Benzodiazepines are a second line option for the pharmacologic treatment of anxiety. Benzodiazepines are associated with moderate to high effect sizes with regard to symptom relief and they have an onset usually within 1 week. Clonazepam has a longer half life and may possibly be used as once per day dosing. Benzodiazepines may also be used with SNRIs or SSRIs to initially reduce anxiety symptoms, and they may potentially be continued long term. Benzodiazepines are not a first line pharmacologic treatment of anxiety disorders and they carry risks of physical dependence, psychological dependence, overdose death (especially when combined with opioids), misuse, cognitive impairment, falls and motor vehicle crashes.
Buspirone and pregabalin are second-line treatments for people who do not respond to SSRIs or SNRIs. Pregabalin and gabapentin are effective in treating some anxiety disorders, but there is concern regarding their off-label use due to the lack of strong scientific evidence for their efficacy in multiple conditions and their proven side effects.
Medications need to be used with care among older adults, who are more likely to have side effects because of coexisting physical disorders. Adherence problems are more likely among older people, who may have difficulty understanding, seeing, or remembering instructions.
In general, medications are not seen as helpful for specific phobias, but benzodiazepines are sometimes used to help resolve acute episodes. In 2007, data were sparse for the efficacy of any drug.
Lifestyle and diet
Lifestyle changes include exercise, for which there is moderate evidence for some improvement, regularizing sleep patterns, reducing caffeine intake, and stopping smoking. Stopping smoking has benefits for anxiety as great as or greater than those of medications. A meta-analysis found 2000 mg/day or more of omega-3 polyunsaturated fatty acids, such as fish oil, tended to reduce anxiety in placebo-controlled and uncontrolled studies, particularly in people with more significant symptoms.
Cannabis
As of 2019, there is little evidence for the use of cannabis in treating anxiety disorders.
Treatments for children
Both therapy and a number of medications have been found to be useful for treating childhood anxiety disorders. Therapy is generally preferred to medication.

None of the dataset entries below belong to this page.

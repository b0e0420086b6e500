//! Command parsing for player and script input.
//!
//! Parsing only checks shape: verb, argument count, and that arguments are
//! non-negative integers. Whether an elevator or floor actually exists is
//! checked against the live world by the dispatcher.

use std::num::{IntErrorKind, ParseIntError};

use strsim::jaro_winkler;

/// Minimum similarity for suggesting a verb on a typo.
const SUGGEST_THRESHOLD: f64 = 0.8;

/// Usage line for `go`.
pub const GO_USAGE: &str = "go <elevator> <floor>";
/// Usage line for `dump`.
pub const DUMP_USAGE: &str = "dump <elevator>";
/// Usage line for `close`.
pub const CLOSE_USAGE: &str = "close <elevator>";

/// One line per command, for help output.
pub const HELP_LINES: &[&str] = &[
    "go <elevator> <floor>   queue a floor for an elevator to visit",
    "dump <elevator>         empty an elevator standing at the pit (top floor)",
    "close <elevator>        force an elevator's doors shut",
    "<empty line> | tick     advance the clock by one tick",
    "help                    show this list",
    "quit                    leave the game",
];

/// A parsed command.
#[derive(Debug, Clone, Copy, PartialEq, Eq)]
pub enum Command {
    /// Queue `floor` on `elevator`'s destination list.
    Go {
        /// The elevator index.
        elevator: usize,
        /// The floor index to visit.
        floor: usize,
    },
    /// Discard everyone aboard `elevator`. Only allowed at the pit.
    Dump {
        /// The elevator index.
        elevator: usize,
    },
    /// Force `elevator`'s doors shut.
    Close {
        /// The elevator index.
        elevator: usize,
    },
    /// Advance one tick.
    Tick,
    /// Show the command list.
    Help,
    /// Stop playing.
    Quit,
}

impl std::fmt::Display for Command {
    fn fmt(&self, f: &mut std::fmt::Formatter<'_>) -> std::fmt::Result {
        match self {
            Self::Go { elevator, floor } => write!(f, "go {elevator} {floor}"),
            Self::Dump { elevator } => write!(f, "dump {elevator}"),
            Self::Close { elevator } => write!(f, "close {elevator}"),
            Self::Tick => write!(f, "tick"),
            Self::Help => write!(f, "help"),
            Self::Quit => write!(f, "quit"),
        }
    }
}

/// Why a command was refused. Always recoverable: the world is untouched.
#[derive(Debug, Clone, PartialEq, Eq, thiserror::Error)]
pub enum CommandError {
    /// The verb is not one we know.
    #[error("unknown command '{verb}'{}", did_you_mean(.suggestion))]
    UnknownCommand {
        /// The verb as typed.
        verb: String,
        /// A close known verb, if any.
        suggestion: Option<&'static str>,
    },

    /// Wrong number of arguments.
    #[error("expected {usage} but got {given} argument(s)")]
    Usage {
        /// The expected shape.
        usage: &'static str,
        /// How many arguments were given.
        given: usize,
    },

    /// An argument is not a non-negative integer.
    #[error("'{arg}' is not a non-negative integer; expected {usage}")]
    NotANumber {
        /// The offending argument.
        arg: String,
        /// The expected shape.
        usage: &'static str,
    },

    /// An argument is a whole number too large to be any index.
    #[error("'{arg}' is out of range; expected {usage}")]
    OutOfRange {
        /// The offending argument.
        arg: String,
        /// The expected shape.
        usage: &'static str,
    },

    /// The elevator index is out of range.
    #[error("there is no elevator {elevator}; elevators are numbered 0 to {max}")]
    NoSuchElevator {
        /// The requested index.
        elevator: usize,
        /// The highest valid index.
        max: usize,
    },

    /// The floor index is out of range.
    #[error("there is no floor {floor}; floors are numbered 0 to {max}")]
    NoSuchFloor {
        /// The requested index.
        floor: usize,
        /// The highest valid index.
        max: usize,
    },

    /// `dump` was issued away from the pit.
    #[error("elevator {elevator} is at floor {floor}; it can only be dumped at the pit (floor {pit})")]
    NotAtPit {
        /// The elevator index.
        elevator: usize,
        /// Where the elevator is.
        floor: usize,
        /// The pit floor.
        pit: usize,
    },
}

fn did_you_mean(suggestion: &Option<&'static str>) -> String {
    match suggestion {
        Some(verb) => format!("; did you mean '{verb}'?"),
        None => String::new(),
    }
}

const GO_VERBS: &[&str] = &["go", "g"];
const DUMP_VERBS: &[&str] = &["dump", "d"];
const CLOSE_VERBS: &[&str] = &["close", "c"];
const TICK_VERBS: &[&str] = &["tick", "t", "wait"];
const HELP_VERBS: &[&str] = &["help", "h", "?"];
const QUIT_VERBS: &[&str] = &["quit", "q", "exit"];

/// Verbs worth suggesting on a typo.
const KNOWN_VERBS: &[&str] = &["go", "dump", "close", "tick", "wait", "help", "quit", "exit"];

/// Parse one line of input. An empty line advances the clock.
pub fn parse_command(input: &str) -> Result<Command, CommandError> {
    let words: Vec<&str> = input.split_whitespace().collect();
    let Some(first) = words.first() else {
        return Ok(Command::Tick);
    };
    let verb = first.to_lowercase();
    let args = &words[1..];

    if GO_VERBS.contains(&verb.as_str()) {
        let [elevator, floor] = expect_args::<2>(args, GO_USAGE)?;
        return Ok(Command::Go { elevator, floor });
    }
    if DUMP_VERBS.contains(&verb.as_str()) {
        let [elevator] = expect_args::<1>(args, DUMP_USAGE)?;
        return Ok(Command::Dump { elevator });
    }
    if CLOSE_VERBS.contains(&verb.as_str()) {
        let [elevator] = expect_args::<1>(args, CLOSE_USAGE)?;
        return Ok(Command::Close { elevator });
    }
    if TICK_VERBS.contains(&verb.as_str()) {
        return Ok(Command::Tick);
    }
    if HELP_VERBS.contains(&verb.as_str()) {
        return Ok(Command::Help);
    }
    if QUIT_VERBS.contains(&verb.as_str()) {
        return Ok(Command::Quit);
    }

    Err(CommandError::UnknownCommand {
        suggestion: suggest_verb(&verb),
        verb,
    })
}

/// Parse exactly `N` integer arguments.
fn expect_args<const N: usize>(
    args: &[&str],
    usage: &'static str,
) -> Result<[usize; N], CommandError> {
    if args.len() != N {
        return Err(CommandError::Usage {
            usage,
            given: args.len(),
        });
    }
    let mut parsed = [0usize; N];
    for (slot, arg) in parsed.iter_mut().zip(args) {
        *slot = arg.parse().map_err(|err: ParseIntError| {
            let arg = (*arg).to_string();
            match err.kind() {
                IntErrorKind::PosOverflow => CommandError::OutOfRange { arg, usage },
                _ => CommandError::NotANumber { arg, usage },
            }
        })?;
    }
    Ok(parsed)
}

/// The closest known verb, if it is close enough to be a typo.
fn suggest_verb(verb: &str) -> Option<&'static str> {
    KNOWN_VERBS
        .iter()
        .map(|known| (*known, jaro_winkler(verb, known)))
        .filter(|(_, score)| *score >= SUGGEST_THRESHOLD)
        .max_by(|a, b| a.1.partial_cmp(&b.1).unwrap_or(std::cmp::Ordering::Equal))
        .map(|(known, _)| known)
}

Cognitive behavioral therapy (CBT) is a good first-line therapy approach. Studies have gathered substantial evidence for treatments that are not CBT-based as effective forms of treatment, expanding treatment options for those who do not respond to CBT. Although studies have demonstrated the effectiveness of CBT for anxiety disorders in children and adolescents, evidence that it is more effective than treatment as usual, medication, or wait list controls is inconclusive. Like adults, children may undergo psychotherapy, cognitive-behavioral therapy, or counseling. Family therapy is a form of treatment in which the child meets with a therapist together with the primary guardians and siblings. Each family member may attend individual therapy, but family therapy is typically a form of group therapy. Art and play therapy are also used. Art therapy is most commonly used when the child will not or cannot verbally communicate due to trauma or a disability in which they are nonverbal. Participating in art activities allows the child to express what they otherwise may not be able to communicate to others. In play therapy, the child is allowed to play however they please as a therapist observes them. The therapist may intercede from time to time with a question, comment, or suggestion. This is often most effective when the family of the child plays a role in the treatment.
Epidemiology
Globally, as of 2010, approximately 273 million (4.5% of the population) had an anxiety disorder. It is more common in females (5.2%) than males (2.8%).

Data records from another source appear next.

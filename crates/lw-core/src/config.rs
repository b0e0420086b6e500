use serde::{Deserialize, Serialize};

use crate::error::{LwError, LwResult};

/// Parameters a world is built from.
#[derive(Debug, Clone, PartialEq, Serialize, Deserialize)]
#[serde(default)]
pub struct WorldConfig {
    /// Number of floors. Must be at least 2.
    pub num_floors: usize,
    /// Number of elevators. Must be at least 1.
    pub num_elevators: usize,
    /// Probability of a passenger arriving on any given tick, in `[0, 1]`.
    pub arrival_rate: f64,
    /// Time on the clock when the game begins. Must be positive.
    pub starting_time: i64,
    /// Passengers each elevator can hold. Must be at least 1.
    pub elevator_capacity: usize,
}

impl Default for WorldConfig {
    fn default() -> Self {
        Self {
            num_floors: 6,
            num_elevators: 2,
            arrival_rate: 0.3,
            starting_time: 100,
            elevator_capacity: 4,
        }
    }
}

impl WorldConfig {
    /// Set the number of floors.
    pub fn with_floors(mut self, floors: usize) -> Self {
        self.num_floors = floors;
        self
    }

    /// Set the number of elevators.
    pub fn with_elevators(mut self, elevators: usize) -> Self {
        self.num_elevators = elevators;
        self
    }

    /// Set the per-tick arrival probability.
    pub fn with_arrival_rate(mut self, rate: f64) -> Self {
        self.arrival_rate = rate;
        self
    }

    /// Set the starting time.
    pub fn with_starting_time(mut self, time: i64) -> Self {
        self.starting_time = time;
        self
    }

    /// Set the elevator capacity.
    pub fn with_capacity(mut self, capacity: usize) -> Self {
        self.elevator_capacity = capacity;
        self
    }

    /// Check every field against its bounds.
    pub fn validate(&self) -> LwResult<()> {
        if self.num_floors < 2 {
            return Err(invalid("num_floors", "must be at least 2"));
        }
        if self.num_elevators < 1 {
            return Err(invalid("num_elevators", "must be at least 1"));
        }
        if !self.arrival_rate.is_finite() || !(0.0..=1.0).contains(&self.arrival_rate) {
            return Err(invalid("arrival_rate", "must be between 0 and 1"));
        }
        if self.starting_time <= 0 {
            return Err(invalid("starting_time", "must be positive"));
        }
        if self.elevator_capacity < 1 {
            return Err(invalid("elevator_capacity", "must be at least 1"));
        }
        Ok(())
    }

    /// Parse a configuration from JSON. Missing fields take their defaults.
    pub fn from_json(json: &str) -> LwResult<Self> {
        let config: Self = serde_json::from_str(json)?;
        config.validate()?;
        Ok(config)
    }

    /// Render the configuration as pretty-printed JSON.
    pub fn to_json_pretty(&self) -> LwResult<String> {
        Ok(serde_json::to_string_pretty(self)?)
    }
}

fn invalid(field: &'static str, reason: &str) -> LwError {
    LwError::InvalidConfig {
        field,
        reason: reason.to_string(),
    }
}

In Europe, Africa, and Asia, lifetime rates of anxiety disorders are between 9 and 16%, and yearly rates are between 4 and 7%. In the United States, the lifetime prevalence of anxiety disorders is about 29%, and between 11 and 18% of adults have the condition in a given year. This difference is affected by the range of ways in which different cultures interpret anxiety symptoms and what they consider to be normative behavior. In general, anxiety disorders represent the most prevalent psychiatric condition in the United States, outside of substance use disorder.
Like adults, children can experience anxiety disorders; between 10 and 20 percent of all children will develop a full-fledged anxiety disorder prior to the age of 18, making anxiety the most common mental health issue in young people. Anxiety disorders in children are often more challenging to identify than their adult counterparts, owing to the difficulty many parents face in discerning them from normal childhood fears. Likewise, anxiety in children is sometimes misdiagnosed as attention deficit hyperactivity disorder, or, due to the tendency of children to interpret their emotions physically (as stomachaches, headaches, etc.), anxiety disorders may initially be confused with physical ailments.
Anxiety in children has a variety of causes; sometimes anxiety is rooted in biology and may be a product of another existing condition, such as autism spectrum disorder. Gifted children are also often more prone to excessive anxiety than non-gifted children. Other cases of anxiety arise from the child having experienced a traumatic event of some kind, and in some cases, the cause of the child's anxiety cannot be pinpointed.
Anxiety in children tends to manifest along age-appropriate themes, such as fear of going to school (not related to bullying) or not performing well enough at school, fear of social rejection, fear of something happening to loved ones, etc. What separates disordered anxiety from normal childhood anxiety is the duration and intensity of the fears involved.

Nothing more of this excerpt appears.